_INFORMATION SUPPLIED_
--------------------------------
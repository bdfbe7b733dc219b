//! Message repository
//!
//! The `message` column holds an opaque JSON payload serialized to text. The
//! repository never looks inside it.

use chrono::{DateTime, Utc};
use serde::Serialize;
use serde_json::Value;
use sqlx::{FromRow, PgPool};

use crate::db::DbError;

/// Message record from database
#[derive(Debug, Clone, FromRow, Serialize)]
pub struct Message {
    pub id: i64,
    pub user_id: String,
    pub message: String,
    pub queued: bool,
    pub created_at: DateTime<Utc>,
    pub updated_at: DateTime<Utc>,
}

impl Message {
    /// Parse the stored payload text back into JSON.
    pub fn payload(&self) -> Result<Value, serde_json::Error> {
        serde_json::from_str(&self.message)
    }
}

/// Message repository
pub struct MessageRepo<'a> {
    pool: &'a PgPool,
}

impl<'a> MessageRepo<'a> {
    pub fn new(pool: &'a PgPool) -> Self {
        Self { pool }
    }

    /// Store a message for an existing user.
    ///
    /// Fails with a foreign key violation if `user_id` is unknown.
    pub async fn insert(
        &self,
        user_id: &str,
        queued: bool,
        message: &Value,
    ) -> Result<Vec<Message>, DbError> {
        let payload = serde_json::to_string(message)?;

        let messages: Vec<Message> = sqlx::query_as(
            r#"
            INSERT INTO messages (user_id, queued, message)
            VALUES ($1, $2, $3)
            RETURNING id, user_id, message, queued, created_at, updated_at
            "#,
        )
        .bind(user_id)
        .bind(queued)
        .bind(payload)
        .fetch_all(self.pool)
        .await?;

        Ok(messages)
    }

    /// All messages for a user, oldest update first.
    ///
    /// `id` breaks ties between rows sharing an `updated_at`, so rows written
    /// in the same instant come back in insertion order.
    pub async fn read(&self, user_id: &str) -> Result<Vec<Message>, DbError> {
        let messages: Vec<Message> = sqlx::query_as(
            r#"
            SELECT id, user_id, message, queued, created_at, updated_at
            FROM messages
            WHERE user_id = $1
            ORDER BY updated_at ASC, id ASC
            "#,
        )
        .bind(user_id)
        .fetch_all(self.pool)
        .await?;

        Ok(messages)
    }

    /// Messages still waiting for a consumer.
    pub async fn queued(&self, user_id: &str) -> Result<Vec<Message>, DbError> {
        let messages: Vec<Message> = sqlx::query_as(
            r#"
            SELECT id, user_id, message, queued, created_at, updated_at
            FROM messages
            WHERE queued = TRUE AND user_id = $1
            "#,
        )
        .bind(user_id)
        .fetch_all(self.pool)
        .await?;

        Ok(messages)
    }

    /// Clear the queued flag on every message of a user and bump `updated_at`.
    ///
    /// Already-unqueued rows are touched too and appear in the result.
    pub async fn unqueue(&self, user_id: &str) -> Result<Vec<Message>, DbError> {
        let messages: Vec<Message> = sqlx::query_as(
            r#"
            UPDATE messages
            SET queued = FALSE, updated_at = NOW()
            WHERE user_id = $1
            RETURNING id, user_id, message, queued, created_at, updated_at
            "#,
        )
        .bind(user_id)
        .fetch_all(self.pool)
        .await?;

        Ok(messages)
    }

    pub async fn delete(&self, id: i64) -> Result<Vec<Message>, DbError> {
        let messages: Vec<Message> = sqlx::query_as(
            r#"
            DELETE FROM messages
            WHERE id = $1
            RETURNING id, user_id, message, queued, created_at, updated_at
            "#,
        )
        .bind(id)
        .fetch_all(self.pool)
        .await?;

        Ok(messages)
    }
}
--------------------------------
_YOUR ASSIGNMENT_
Above are the entries; copy out every line among them that contains the word "back".

_ANSWER_
    /// Parse the stored payload text back into JSON.
    /// in the same instant come back in insertion order.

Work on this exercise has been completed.